- [WHAT TO WORK ON]
The entries below should be copied exactly and completely.

- [GIVEN INFORMATION]
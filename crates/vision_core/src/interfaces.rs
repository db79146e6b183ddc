use image::RgbImage;
use serde::{Deserialize, Serialize};

/// Per-pixel foreground probabilities for one image, row-major.
#[derive(Debug, Clone, Serialize, Deserialize)]
pub struct SegmentationMask {
    pub width: u32,
    pub height: u32,
    /// Probability of the foreground (road) class for each pixel, in 0..=1.
    pub scores: Vec<f32>,
}

impl SegmentationMask {
    pub fn new(width: u32, height: u32, scores: Vec<f32>) -> Self {
        debug_assert_eq!(scores.len(), (width * height) as usize);
        Self {
            width,
            height,
            scores,
        }
    }

    /// Pixels whose score is strictly above `threshold`.
    pub fn threshold(&self, threshold: f32) -> Vec<bool> {
        self.scores.iter().map(|s| *s > threshold).collect()
    }

    pub fn foreground_fraction(&self, threshold: f32) -> f32 {
        if self.scores.is_empty() {
            return 0.0;
        }
        let hits = self.scores.iter().filter(|s| **s > threshold).count();
        hits as f32 / self.scores.len() as f32
    }
}

/// Runs a segmentation model on an image.
///
/// Implementations resize internally; the returned mask matches the model's
/// working resolution, not necessarily the input image.
pub trait Segmenter {
    fn segment(&mut self, image: &RgbImage) -> SegmentationMask;

    /// Working resolution as (width, height).
    fn input_size(&self) -> (u32, u32);
}
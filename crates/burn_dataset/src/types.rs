//! Core types, error definitions, and data structures for burn_dataset.

use serde::{Deserialize, Serialize};
use std::path::PathBuf;
use thiserror::Error;

pub type DatasetResult<T> = Result<T, BurnDatasetError>;

/// Subdirectory holding camera frames within a split.
pub const IMAGE_SUBDIR: &str = "image_2";
/// Subdirectory holding ground-truth masks within a split.
pub const LABEL_SUBDIR: &str = "gt_image_2";
/// Ground-truth pixels of this colour are background; everything else is road.
pub const DEFAULT_BACKGROUND: [u8; 3] = [255, 0, 0];
/// The one-hot encoding is background/road.
pub const NUM_CLASSES: usize = 2;

#[derive(Debug, Error)]
pub enum BurnDatasetError {
    #[error("io error at {path}: {source}")]
    Io {
        path: PathBuf,
        #[source]
        source: std::io::Error,
    },
    #[error("image decode error at {path}: {source}")]
    Image {
        path: PathBuf,
        #[source]
        source: image::ImageError,
    },
    #[error("no ground-truth mask for {image} (expected key {key})")]
    MissingLabel { image: PathBuf, key: String },
    #[error("dataset directory missing: {path}")]
    MissingDir { path: PathBuf },
    #[error("dataset layout check failed: {}", reasons.join("; "))]
    Layout { reasons: Vec<String> },
}

/// Target size for every image and mask fed to the network.
#[derive(Debug, Clone, Copy, PartialEq, Eq, Serialize, Deserialize)]
pub struct ImageShape {
    pub height: u32,
    pub width: u32,
}

impl ImageShape {
    pub const fn new(height: u32, width: u32) -> Self {
        Self { height, width }
    }

    pub fn pixels(&self) -> usize {
        self.height as usize * self.width as usize
    }
}

impl Default for ImageShape {
    fn default() -> Self {
        Self::new(160, 576)
    }
}

/// One camera frame and its ground-truth mask on disk.
#[derive(Debug, Clone, PartialEq, Eq)]
pub struct SamplePair {
    pub image: PathBuf,
    pub label: PathBuf,
}

#[derive(Debug, Clone)]
pub struct RoadSample {
    /// Image in CHW layout, raw 0..=255 intensities.
    pub image_chw: Vec<f32>,
    /// One-hot labels in HWC layout (`NUM_CLASSES` channels).
    pub label_hwc: Vec<f32>,
    pub shape: ImageShape,
}

#[derive(Debug, Clone, Default, Serialize, Deserialize)]
pub struct SplitSummary {
    pub split_dir: PathBuf,
    pub images: usize,
    pub labels: usize,
    /// Images that have no `_road_` mask.
    pub unlabeled: usize,
}

#[derive(Debug, Clone, Copy, PartialEq, Eq, Serialize, Deserialize)]
pub enum ValidationOutcome {
    Pass,
    Warn,
    Fail,
}

impl ValidationOutcome {
    pub fn as_str(&self) -> &'static str {
        match self {
            ValidationOutcome::Pass => "pass",
            ValidationOutcome::Warn => "warn",
            ValidationOutcome::Fail => "fail",
        }
    }
}

#[derive(Debug, Clone, Serialize, Deserialize)]
pub struct LayoutReport {
    pub outcome: ValidationOutcome,
    pub reasons: Vec<String>,
    pub training: SplitSummary,
    pub testing: SplitSummary,
}
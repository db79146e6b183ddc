#![recursion_limit = "256"]

pub mod export;
pub mod segmenter;

#[cfg(feature = "backend-wgpu")]
pub type InferenceBackend = burn_wgpu::Wgpu<f32>;
#[cfg(not(feature = "backend-wgpu"))]
pub type InferenceBackend = burn_ndarray::NdArray<f32>;

pub use export::{run_output_dir, save_inference_samples, ExportSummary, ROAD_THRESHOLD};
pub use segmenter::FcnSegmenter;

pub mod prelude {
    pub use crate::export::{save_inference_samples, ExportSummary};
    pub use crate::segmenter::FcnSegmenter;
    pub use crate::InferenceBackend;
}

- [ANSWER SECTION]
filename crates/vision_core/src/interfaces.rs
repository db79146e6b183ddc
use image::RgbImage;
use serde::{Deserialize, Serialize};

/// Per-pixel foreground probabilities for one image, row-major.
#[derive(Debug, Clone, Serialize, Deserialize)]
pub struct SegmentationMask {
    pub width: u32,
    pub height: u32,
    /// Probability of the foreground (road) class for each pixel, in 0..=1.
    pub scores: Vec<f32>,
}

impl SegmentationMask {
    pub fn new(width: u32, height: u32, scores: Vec<f32>) -> Self {
        debug_assert_eq!(scores.len(), (width * height) as usize);
        Self {
            width,
            height,
            scores,
        }
    }

    /// Pixels whose score is strictly above `threshold`.
    pub fn threshold(&self, threshold: f32) -> Vec<bool> {
        self.scores.iter().map(|s| *s > threshold).collect()
    }

    pub fn foreground_fraction(&self, threshold: f32) -> f32 {
        if self.scores.is_empty() {
            return 0.0;
        }
        let hits = self.scores.iter().filter(|s| **s > threshold).count();
        hits as f32 / self.scores.len() as f32
    }
}

/// Runs a segmentation model on an image.
///
/// Implementations resize internally; the returned mask matches the model's
/// working resolution, not necessarily the input image.
pub trait Segmenter {
    fn segment(&mut self, image: &RgbImage) -> SegmentationMask;

    /// Working resolution as (width, height).
    fn input_size(&self) -> (u32, u32);
}
filename crates/burn_dataset/src/types.rs
//! Core types, error definitions, and data structures for burn_dataset.

use serde::{Deserialize, Serialize};
use std::path::PathBuf;
use thiserror::Error;

pub type DatasetResult<T> = Result<T, BurnDatasetError>;

/// Subdirectory holding camera frames within a split.
pub const IMAGE_SUBDIR: &str = "image_2";
/// Subdirectory holding ground-truth masks within a split.
pub const LABEL_SUBDIR: &str = "gt_image_2";
/// Ground-truth pixels of this colour are background; everything else is road.
pub const DEFAULT_BACKGROUND: [u8; 3] = [255, 0, 0];
/// The one-hot encoding is background/road.
pub const NUM_CLASSES: usize = 2;

#[derive(Debug, Error)]
pub enum BurnDatasetError {
    #[error("io error at {path}: {source}")]
    Io {
        path: PathBuf,
        #[source]
        source: std::io::Error,
    },
    #[error("image decode error at {path}: {source}")]
    Image {
        path: PathBuf,
        #[source]
        source: image::ImageError,
    },
    #[error("no ground-truth mask for {image} (expected key {key})")]
    MissingLabel { image: PathBuf, key: String },
    #[error("dataset directory missing: {path}")]
    MissingDir { path: PathBuf },
    #[error("dataset layout check failed: {}", reasons.join("; "))]
    Layout { reasons: Vec<String> },
}

/// Target size for every image and mask fed to the network.
#[derive(Debug, Clone, Copy, PartialEq, Eq, Serialize, Deserialize)]
pub struct ImageShape {
    pub height: u32,
    pub width: u32,
}

impl ImageShape {
    pub const fn new(height: u32, width: u32) -> Self {
        Self { height, width }
    }

    pub fn pixels(&self) -> usize {
        self.height as usize * self.width as usize
    }
}

impl Default for ImageShape {
    fn default() -> Self {
        Self::new(160, 576)
    }
}

/// One camera frame and its ground-truth mask on disk.
#[derive(Debug, Clone, PartialEq, Eq)]
pub struct SamplePair {
    pub image: PathBuf,
    pub label: PathBuf,
}

#[derive(Debug, Clone)]
pub struct RoadSample {
    /// Image in CHW layout, raw 0..=255 intensities.
    pub image_chw: Vec<f32>,
    /// One-hot labels in HWC layout (`NUM_CLASSES` channels).
    pub label_hwc: Vec<f32>,
    pub shape: ImageShape,
}

#[derive(Debug, Clone, Default, Serialize, Deserialize)]
pub struct SplitSummary {
    pub split_dir: PathBuf,
    pub images: usize,
    pub labels: usize,
    /// Images that have no `_road_` mask.
    pub unlabeled: usize,
}

#[derive(Debug, Clone, Copy, PartialEq, Eq, Serialize, Deserialize)]
pub enum ValidationOutcome {
    Pass,
    Warn,
    Fail,
}

impl ValidationOutcome {
    pub fn as_str(&self) -> &'static str {
        match self {
            ValidationOutcome::Pass => "pass",
            ValidationOutcome::Warn => "warn",
            ValidationOutcome::Fail => "fail",
        }
    }
}

#[derive(Debug, Clone, Serialize, Deserialize)]
pub struct LayoutReport {
    pub outcome: ValidationOutcome,
    pub reasons: Vec<String>,
    pub training: SplitSummary,
    pub testing: SplitSummary,
}
repository db79146e6b183ddc
#![recursion_limit = "256"]

pub mod export;
pub mod segmenter;

#[cfg(feature = "backend-wgpu")]
pub type InferenceBackend = burn_wgpu::Wgpu<f32>;
#[cfg(not(feature = "backend-wgpu"))]
pub type InferenceBackend = burn_ndarray::NdArray<f32>;

pub use export::{run_output_dir, save_inference_samples, ExportSummary, ROAD_THRESHOLD};
pub use segmenter::FcnSegmenter;

pub mod prelude {
    pub use crate::export::{save_inference_samples, ExportSummary};
    pub use crate::segmenter::FcnSegmenter;
    pub use crate::InferenceBackend;
}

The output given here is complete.